Stored data:
===============
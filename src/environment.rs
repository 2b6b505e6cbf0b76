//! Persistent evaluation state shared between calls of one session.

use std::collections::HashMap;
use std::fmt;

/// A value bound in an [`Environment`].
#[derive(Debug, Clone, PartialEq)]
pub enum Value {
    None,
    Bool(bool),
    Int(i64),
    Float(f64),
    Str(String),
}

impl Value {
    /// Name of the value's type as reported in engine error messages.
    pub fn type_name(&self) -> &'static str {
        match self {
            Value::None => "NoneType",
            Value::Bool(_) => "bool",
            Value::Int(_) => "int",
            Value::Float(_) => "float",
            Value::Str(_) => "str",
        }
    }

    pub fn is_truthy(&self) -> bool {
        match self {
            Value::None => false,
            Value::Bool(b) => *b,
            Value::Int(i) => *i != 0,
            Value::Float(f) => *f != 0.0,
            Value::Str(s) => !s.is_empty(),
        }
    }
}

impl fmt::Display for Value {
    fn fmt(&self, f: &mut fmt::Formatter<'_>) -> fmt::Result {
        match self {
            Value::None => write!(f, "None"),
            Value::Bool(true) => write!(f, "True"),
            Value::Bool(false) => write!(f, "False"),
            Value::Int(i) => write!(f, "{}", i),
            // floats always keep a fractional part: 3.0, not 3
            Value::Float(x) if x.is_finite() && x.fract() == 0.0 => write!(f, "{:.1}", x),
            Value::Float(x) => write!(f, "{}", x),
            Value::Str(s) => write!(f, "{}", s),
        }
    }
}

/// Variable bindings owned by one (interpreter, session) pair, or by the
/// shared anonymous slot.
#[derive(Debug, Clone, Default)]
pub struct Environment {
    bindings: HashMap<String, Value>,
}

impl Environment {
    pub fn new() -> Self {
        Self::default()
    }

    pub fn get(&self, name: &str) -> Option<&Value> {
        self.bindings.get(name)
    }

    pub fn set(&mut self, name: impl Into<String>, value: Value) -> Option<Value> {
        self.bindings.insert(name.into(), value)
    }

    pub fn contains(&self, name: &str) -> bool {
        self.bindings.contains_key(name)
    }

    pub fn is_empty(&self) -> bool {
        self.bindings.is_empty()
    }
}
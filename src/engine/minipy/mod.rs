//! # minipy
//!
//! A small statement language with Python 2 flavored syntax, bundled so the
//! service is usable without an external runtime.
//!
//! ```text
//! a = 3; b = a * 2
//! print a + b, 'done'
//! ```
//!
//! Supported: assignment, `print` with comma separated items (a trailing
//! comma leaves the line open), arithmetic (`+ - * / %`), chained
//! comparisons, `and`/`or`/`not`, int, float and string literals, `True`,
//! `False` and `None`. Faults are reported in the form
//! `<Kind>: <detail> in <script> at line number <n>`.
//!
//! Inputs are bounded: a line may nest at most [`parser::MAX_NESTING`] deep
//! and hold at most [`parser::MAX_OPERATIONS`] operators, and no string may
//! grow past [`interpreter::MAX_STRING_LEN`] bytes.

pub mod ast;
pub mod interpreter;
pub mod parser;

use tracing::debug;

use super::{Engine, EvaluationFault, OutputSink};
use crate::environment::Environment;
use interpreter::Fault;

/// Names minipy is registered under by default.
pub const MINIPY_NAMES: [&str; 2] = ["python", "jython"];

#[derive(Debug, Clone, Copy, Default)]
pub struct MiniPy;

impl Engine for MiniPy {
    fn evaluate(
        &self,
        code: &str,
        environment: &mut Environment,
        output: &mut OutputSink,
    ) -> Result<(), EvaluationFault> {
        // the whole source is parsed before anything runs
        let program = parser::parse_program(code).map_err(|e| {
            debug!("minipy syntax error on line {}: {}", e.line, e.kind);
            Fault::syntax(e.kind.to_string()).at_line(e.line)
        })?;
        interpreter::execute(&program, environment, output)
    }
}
===============
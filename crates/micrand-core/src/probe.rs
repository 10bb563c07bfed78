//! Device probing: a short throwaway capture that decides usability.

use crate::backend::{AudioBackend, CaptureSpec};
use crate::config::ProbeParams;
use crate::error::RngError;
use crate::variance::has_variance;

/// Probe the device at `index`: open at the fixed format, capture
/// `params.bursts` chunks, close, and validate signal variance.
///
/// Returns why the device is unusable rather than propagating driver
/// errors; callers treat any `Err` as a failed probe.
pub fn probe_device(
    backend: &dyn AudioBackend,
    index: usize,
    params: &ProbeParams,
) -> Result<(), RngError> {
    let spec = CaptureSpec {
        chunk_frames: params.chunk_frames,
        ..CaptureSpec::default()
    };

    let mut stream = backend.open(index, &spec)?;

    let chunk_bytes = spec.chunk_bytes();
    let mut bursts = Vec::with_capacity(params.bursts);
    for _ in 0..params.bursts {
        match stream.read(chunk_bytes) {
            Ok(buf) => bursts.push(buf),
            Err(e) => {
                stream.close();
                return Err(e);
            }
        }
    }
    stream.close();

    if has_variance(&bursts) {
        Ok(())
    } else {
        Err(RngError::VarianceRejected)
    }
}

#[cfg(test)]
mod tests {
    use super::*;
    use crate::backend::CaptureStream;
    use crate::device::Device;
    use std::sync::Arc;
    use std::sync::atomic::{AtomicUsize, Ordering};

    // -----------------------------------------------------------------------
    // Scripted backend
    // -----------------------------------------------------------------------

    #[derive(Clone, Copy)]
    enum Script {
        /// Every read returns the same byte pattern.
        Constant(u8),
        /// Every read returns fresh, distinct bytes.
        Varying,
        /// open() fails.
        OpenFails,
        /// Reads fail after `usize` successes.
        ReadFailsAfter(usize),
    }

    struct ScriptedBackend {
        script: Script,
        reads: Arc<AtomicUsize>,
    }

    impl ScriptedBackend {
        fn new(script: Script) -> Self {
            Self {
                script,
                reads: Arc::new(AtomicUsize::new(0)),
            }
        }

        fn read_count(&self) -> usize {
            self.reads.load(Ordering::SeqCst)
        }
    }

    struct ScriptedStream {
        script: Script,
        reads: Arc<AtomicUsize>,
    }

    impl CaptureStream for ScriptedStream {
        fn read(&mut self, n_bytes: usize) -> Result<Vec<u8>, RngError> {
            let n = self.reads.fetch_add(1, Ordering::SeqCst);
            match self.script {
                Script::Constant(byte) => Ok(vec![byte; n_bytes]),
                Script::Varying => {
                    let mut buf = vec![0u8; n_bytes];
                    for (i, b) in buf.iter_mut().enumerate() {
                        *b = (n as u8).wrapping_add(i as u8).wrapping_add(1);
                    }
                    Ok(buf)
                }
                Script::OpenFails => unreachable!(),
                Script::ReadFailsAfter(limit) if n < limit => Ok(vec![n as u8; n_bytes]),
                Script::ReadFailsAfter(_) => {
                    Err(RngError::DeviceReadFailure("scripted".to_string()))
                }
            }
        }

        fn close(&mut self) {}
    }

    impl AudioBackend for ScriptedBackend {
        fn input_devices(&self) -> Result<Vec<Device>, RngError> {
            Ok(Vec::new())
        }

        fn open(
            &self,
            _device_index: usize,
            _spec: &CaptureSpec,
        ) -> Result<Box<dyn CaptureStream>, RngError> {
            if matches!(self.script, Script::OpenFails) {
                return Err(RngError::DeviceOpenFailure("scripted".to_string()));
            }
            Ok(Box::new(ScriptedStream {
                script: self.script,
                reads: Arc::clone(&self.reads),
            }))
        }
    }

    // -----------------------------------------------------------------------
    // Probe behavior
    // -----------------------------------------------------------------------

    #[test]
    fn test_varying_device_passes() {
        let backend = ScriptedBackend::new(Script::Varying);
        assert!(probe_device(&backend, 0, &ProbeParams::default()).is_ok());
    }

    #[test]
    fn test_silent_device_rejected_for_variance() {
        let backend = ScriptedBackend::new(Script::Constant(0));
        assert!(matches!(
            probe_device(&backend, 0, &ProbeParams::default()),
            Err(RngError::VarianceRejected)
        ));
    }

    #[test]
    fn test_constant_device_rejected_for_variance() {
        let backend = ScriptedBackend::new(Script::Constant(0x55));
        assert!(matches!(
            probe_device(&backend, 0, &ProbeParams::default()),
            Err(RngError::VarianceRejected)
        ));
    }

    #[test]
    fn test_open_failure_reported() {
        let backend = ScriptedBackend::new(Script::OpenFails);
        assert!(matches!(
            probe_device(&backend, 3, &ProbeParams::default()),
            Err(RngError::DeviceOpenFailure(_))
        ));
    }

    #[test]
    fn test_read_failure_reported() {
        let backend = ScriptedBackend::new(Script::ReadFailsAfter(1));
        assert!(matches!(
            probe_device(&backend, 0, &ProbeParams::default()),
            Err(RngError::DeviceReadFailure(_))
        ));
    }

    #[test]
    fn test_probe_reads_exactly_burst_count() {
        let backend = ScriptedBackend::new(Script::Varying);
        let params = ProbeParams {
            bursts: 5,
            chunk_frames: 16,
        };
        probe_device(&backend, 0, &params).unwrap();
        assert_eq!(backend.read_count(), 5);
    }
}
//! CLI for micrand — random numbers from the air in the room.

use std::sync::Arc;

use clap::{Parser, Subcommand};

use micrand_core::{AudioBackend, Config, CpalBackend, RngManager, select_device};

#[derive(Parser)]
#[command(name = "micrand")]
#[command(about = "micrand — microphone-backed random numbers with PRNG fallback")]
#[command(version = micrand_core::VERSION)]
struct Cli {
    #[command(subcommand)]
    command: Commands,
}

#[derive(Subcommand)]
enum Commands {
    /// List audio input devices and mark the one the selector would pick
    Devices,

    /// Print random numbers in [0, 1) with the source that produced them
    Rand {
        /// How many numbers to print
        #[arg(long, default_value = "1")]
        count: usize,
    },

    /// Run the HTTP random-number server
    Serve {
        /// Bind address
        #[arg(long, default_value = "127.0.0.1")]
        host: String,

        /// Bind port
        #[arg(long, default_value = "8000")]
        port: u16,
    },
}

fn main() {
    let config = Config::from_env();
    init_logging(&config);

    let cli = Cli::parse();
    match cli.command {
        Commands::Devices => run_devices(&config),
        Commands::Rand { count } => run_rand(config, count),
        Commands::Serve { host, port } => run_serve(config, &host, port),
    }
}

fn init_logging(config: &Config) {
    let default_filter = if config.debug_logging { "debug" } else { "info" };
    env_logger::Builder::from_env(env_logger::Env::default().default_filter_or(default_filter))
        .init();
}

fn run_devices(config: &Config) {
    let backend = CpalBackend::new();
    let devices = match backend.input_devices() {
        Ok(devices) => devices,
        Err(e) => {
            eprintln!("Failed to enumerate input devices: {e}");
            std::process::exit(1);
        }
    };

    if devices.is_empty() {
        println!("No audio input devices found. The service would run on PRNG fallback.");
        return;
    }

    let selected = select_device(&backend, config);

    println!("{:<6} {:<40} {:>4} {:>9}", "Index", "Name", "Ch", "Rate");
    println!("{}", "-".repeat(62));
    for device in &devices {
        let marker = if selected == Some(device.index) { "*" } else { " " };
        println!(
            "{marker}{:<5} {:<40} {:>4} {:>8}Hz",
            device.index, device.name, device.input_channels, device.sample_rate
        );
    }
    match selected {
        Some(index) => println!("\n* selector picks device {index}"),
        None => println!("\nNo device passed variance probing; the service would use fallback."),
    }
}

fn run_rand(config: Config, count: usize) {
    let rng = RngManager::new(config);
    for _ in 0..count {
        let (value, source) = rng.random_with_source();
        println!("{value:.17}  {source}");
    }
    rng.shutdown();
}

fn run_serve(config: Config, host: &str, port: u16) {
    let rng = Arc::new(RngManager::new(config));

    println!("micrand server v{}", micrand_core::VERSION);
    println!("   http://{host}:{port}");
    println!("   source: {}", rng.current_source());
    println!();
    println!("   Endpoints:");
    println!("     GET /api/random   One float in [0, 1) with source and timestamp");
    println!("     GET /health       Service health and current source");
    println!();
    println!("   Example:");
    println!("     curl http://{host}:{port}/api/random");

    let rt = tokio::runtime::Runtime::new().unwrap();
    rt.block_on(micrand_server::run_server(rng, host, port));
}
===============
THE PROBLEM: The expected answer is every line above in which the word "long" appears.

RESULT OF THIS EXERCISE:
        #[arg(long, default_value = "1")]
        #[arg(long, default_value = "127.0.0.1")]
        #[arg(long, default_value = "8000")]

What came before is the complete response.